Filing for bankruptcy will allow you to pay creditors a portion of what is owed depending on your ability to pay, and after bankruptcy is complete the discharge from bankruptcy prevents creditors from trying to collect the remainder. For individuals there are two important types of bankruptcy: Chapter 7 and Chapter 13. Both types of bankruptcy require creditors to stop collections efforts, known as the automatic stay, and both types provide for plans to pay creditors overseen by a trustee that results in the discharge of debt.

Personal bankruptcy explained

Chapter 7 bankruptcy is known as "liquidation" because the trustee will sell or liquidate certain property that you own at the time you file the bankruptcy case. The trustee uses the proceeds of the sale to pay creditors. In many instances, you will not have any assets that the trustee can sell because of federal and state exemption laws that allow you to keep certain property valued at or below a specific amount. This usually results in keeping necessities. Property in Texas such as your homestead, a vehicle for each driver in the house, and household goods are generally exempt with some limitations. The property that the trustee may sell is referred to as "non-exempt" property. If all property is considered exempt, the trustee will not sell any property.

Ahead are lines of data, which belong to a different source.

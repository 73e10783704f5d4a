//! Search overlay session state.
//!
//! Holds what the overlay needs between keystrokes: the shared dataset, the
//! open flag, the current query and filter, and the keyboard selection. The
//! ranked results are never stored; [`SearchSession::view`] recomputes them so
//! the selection always indexes the same flattened list that is rendered.

use crate::search::{DisplayLimits, SearchOutcome, SearchView, search};
use crate::types::{EntityKind, SearchData, SearchResult, TypeFilter};
use std::sync::Arc;

/// Path of the page a result links to.
///
/// Cities have no detail page and link to the city index.
pub fn route_for(kind: EntityKind, id: &str, locale: &str) -> String {
    match kind {
        EntityKind::Event => format!("/{}/events/{}", locale, id),
        EntityKind::Artist => format!("/{}/artists/{}", locale, id),
        EntityKind::Venue => format!("/{}/venues/{}", locale, id),
        EntityKind::City => format!("/{}/cities", locale),
    }
}

/// State for one search overlay.
#[derive(Debug, Clone)]
pub struct SearchSession {
    data: Arc<SearchData>,
    limits: DisplayLimits,
    locale: String,
    open: bool,
    query: String,
    filter: TypeFilter,
    /// Index into the flattened view, `None` when nothing is highlighted.
    selected: Option<usize>,
}

impl SearchSession {
    pub fn new(data: Arc<SearchData>, limits: DisplayLimits, locale: impl Into<String>) -> Self {
        Self {
            data,
            limits,
            locale: locale.into(),
            open: false,
            query: String::new(),
            filter: TypeFilter::All,
            selected: None,
        }
    }

    pub fn is_open(&self) -> bool {
        self.open
    }

    pub fn query(&self) -> &str {
        &self.query
    }

    pub fn filter(&self) -> TypeFilter {
        self.filter
    }

    pub fn selected(&self) -> Option<usize> {
        self.selected
    }

    pub fn locale(&self) -> &str {
        &self.locale
    }

    /// Replace the dataset, e.g. after upstream revalidation.
    pub fn set_data(&mut self, data: Arc<SearchData>) {
        self.data = data;
        self.selected = None;
    }

    /// Open the overlay with a fresh query, filter and selection.
    pub fn open(&mut self) {
        self.open = true;
        self.query.clear();
        self.filter = TypeFilter::All;
        self.selected = None;
    }

    pub fn close(&mut self) {
        self.open = false;
    }

    pub fn toggle(&mut self) {
        if self.open {
            self.close();
        } else {
            self.open();
        }
    }

    pub fn set_query(&mut self, query: impl Into<String>) {
        self.query = query.into();
        self.selected = None;
    }

    pub fn set_filter(&mut self, filter: TypeFilter) {
        self.filter = filter;
        self.selected = None;
    }

    /// Rank the current query and build the display view.
    pub fn view(&self) -> SearchView<'_> {
        let results = search(&self.query, &self.data, self.filter);
        SearchView::build(&results, self.filter, self.limits)
    }

    pub fn outcome(&self) -> SearchOutcome {
        SearchOutcome::classify(&self.query, &self.view())
    }

    /// Move the highlight down, stopping at the last result.
    pub fn select_next(&mut self) {
        let len = self.view().len();
        if len == 0 {
            self.selected = None;
            return;
        }
        self.selected = Some(self.selected.map_or(0, |i| (i + 1).min(len - 1)));
    }

    /// Move the highlight up; stepping above the first result clears it.
    pub fn select_previous(&mut self) {
        self.selected = self.selected.and_then(|i| i.checked_sub(1));
    }

    /// Highlight the result at `index` in the flattened view, as on hover.
    ///
    /// Out-of-range indices clamp to the last result; an empty view clears the
    /// highlight.
    pub fn select(&mut self, index: usize) {
        let len = self.view().len();
        self.selected = len.checked_sub(1).map(|last| index.min(last));
    }

    /// The highlighted result, if any.
    pub fn selected_result(&self) -> Option<SearchResult<'_>> {
        let index = self.selected?;
        self.view().get(index).copied()
    }

    /// Follow the highlighted result: returns its route and closes the overlay.
    ///
    /// Does nothing when no result is highlighted.
    pub fn activate(&mut self) -> Option<String> {
        let route = self
            .selected_result()
            .map(|r| route_for(r.kind, r.id, &self.locale))?;
        tracing::debug!("Navigating to {}", route);
        self.close();
        Some(route)
    }

    /// Follow the result at `index` in the flattened view, as on click.
    ///
    /// Returns its route and closes the overlay, or `None` (leaving the
    /// overlay open) when `index` is past the end of the view.
    pub fn activate_index(&mut self, index: usize) -> Option<String> {
        let route = self
            .view()
            .get(index)
            .map(|r| route_for(r.kind, r.id, &self.locale))?;
        tracing::debug!("Navigating to {}", route);
        self.close();
        Some(route)
    }
}
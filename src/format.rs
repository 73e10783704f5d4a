//! Plain-text rendering of search views for the CLI and the MCP tool.

use crate::search::{SearchOutcome, SearchView};
use crate::session::route_for;
use crate::types::{EntityKind, RecordRef, SearchResult};
use std::fmt::Write as _;

/// Localized section heading for a kind. Unknown locales fall back to English.
pub fn section_label(kind: EntityKind, locale: &str) -> &'static str {
    match (kind, locale) {
        (EntityKind::Event, "zh") => "活動",
        (EntityKind::Event, "ja") => "イベント",
        (EntityKind::Event, _) => "EVENTS",
        (EntityKind::Artist, "zh") => "藝人",
        (EntityKind::Artist, "ja") => "アーティスト",
        (EntityKind::Artist, _) => "ARTISTS",
        (EntityKind::Venue, "zh") => "場地",
        (EntityKind::Venue, "ja") => "会場",
        (EntityKind::Venue, _) => "VENUES",
        (EntityKind::City, "zh") => "城市",
        (EntityKind::City, "ja") => "都市",
        (EntityKind::City, _) => "CITIES",
    }
}

/// Secondary line shown under a result's title.
///
/// Events show their date badge, venue, headliner and start time. Artists show
/// their type when they are not a single person (otherwise the instrument) and
/// their country.
pub fn subtitle(record: RecordRef<'_>) -> Option<String> {
    match record {
        RecordRef::Event(e) => join_parts([
            date_badge(&e.date_display),
            e.venue_name.as_str(),
            e.primary_artist_name.as_deref().unwrap_or_default(),
            e.time_display.as_str(),
        ]),
        RecordRef::Artist(a) => {
            let label = match a.artist_type.as_deref() {
                Some(kind) if !kind.is_empty() && kind != "person" => kind,
                _ => a.primary_instrument.as_deref().unwrap_or_default(),
            };
            join_parts([label, a.country_code.as_deref().unwrap_or_default()])
        }
        RecordRef::Venue(v) => Some(v.city_name.clone()),
        RecordRef::City(c) => Some(format!("{} venues", c.venue_count)),
    }
}

/// Short date for an event: the text before the first comma, or the first
/// six characters when that is empty.
fn date_badge(date_display: &str) -> &str {
    match date_display.split(',').next().map(str::trim) {
        Some(head) if !head.is_empty() => head,
        _ => date_display
            .char_indices()
            .nth(6)
            .map_or(date_display, |(end, _)| &date_display[..end])
            .trim(),
    }
}

fn join_parts<const N: usize>(parts: [&str; N]) -> Option<String> {
    let parts: Vec<&str> = parts.into_iter().filter(|p| !p.is_empty()).collect();
    (!parts.is_empty()).then(|| parts.join(" · "))
}

/// Render the view for `query`, with distinct copy for an empty query and a
/// query with no matches.
pub fn render_view(query: &str, view: &SearchView<'_>, locale: &str) -> String {
    match SearchOutcome::classify(query, view) {
        SearchOutcome::NotSearched => {
            return "Type to search events, artists, venues and cities.\n".to_string();
        }
        SearchOutcome::NoMatches => {
            return format!(
                "No results found for '{}'.\n\n\
                 Search tips:\n\
                 • Try a shorter or more general term\n\
                 • Search by artist, venue, city or instrument\n",
                query.trim()
            );
        }
        SearchOutcome::Results => {}
    }

    let mut output = format!("Search results for '{}':\n", query.trim());

    match &view.groups {
        Some(groups) => {
            for group in groups {
                let _ = write!(output, "\n{}\n", section_label(group.kind, locale));
                for (i, result) in group.results.iter().enumerate() {
                    write_result(&mut output, group.offset + i, result, locale);
                }
            }
        }
        None => {
            output.push('\n');
            for (i, result) in view.flat.iter().enumerate() {
                write_result(&mut output, i, result, locale);
            }
        }
    }

    output
}

fn write_result(output: &mut String, index: usize, result: &SearchResult<'_>, locale: &str) {
    let _ = writeln!(
        output,
        "{}. {} [{}] - score: {:.1} ({}) → {}",
        index + 1,
        result.data.title(),
        result.kind,
        result.score,
        result.field,
        route_for(result.kind, result.id, locale)
    );
    if let Some(sub) = subtitle(result.data) {
        let _ = writeln!(output, "   {}", sub);
    }
}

Many Chapter 7 cases last approximately 90 days, after which most of the filer's debts are discharged. Discharge means you are no longer responsible to pay the debt. However, some types of debts cannot be discharged and those debts must still be paid. Examples of debts that cannot be discharged include some taxes, child-support payments and student loans. Debts where collateral has been promised as in the case of a car loan or home mortgage do not necessarily go away in bankruptcy.

In addition, filing bankruptcy only allows you to discharge debts listed at the time of bankruptcy. Any debts incurred after the bankruptcy case begins must be paid as usual.

Chapter 13 bankruptcy is different than Chapter 7. In Chapter 13 bankruptcy you keep your property and you agree to pay your debts from your income according to a court-approved plan over a period of time. The amount you are required to pay to creditors depends on your circumstances; however, the payments made to creditors must total at least as much as creditors would have received in a Chapter 7 filing. Like a Chapter 7 proceeding, payments are made to the trustee who distributes them to creditors. A payment plan in Chapter 13 bankruptcy lasts between three to five years.

If you are considering personal bankruptcy, meet with an experienced bankruptcy attorney to discuss which form of bankruptcy is right for your specific circumstances.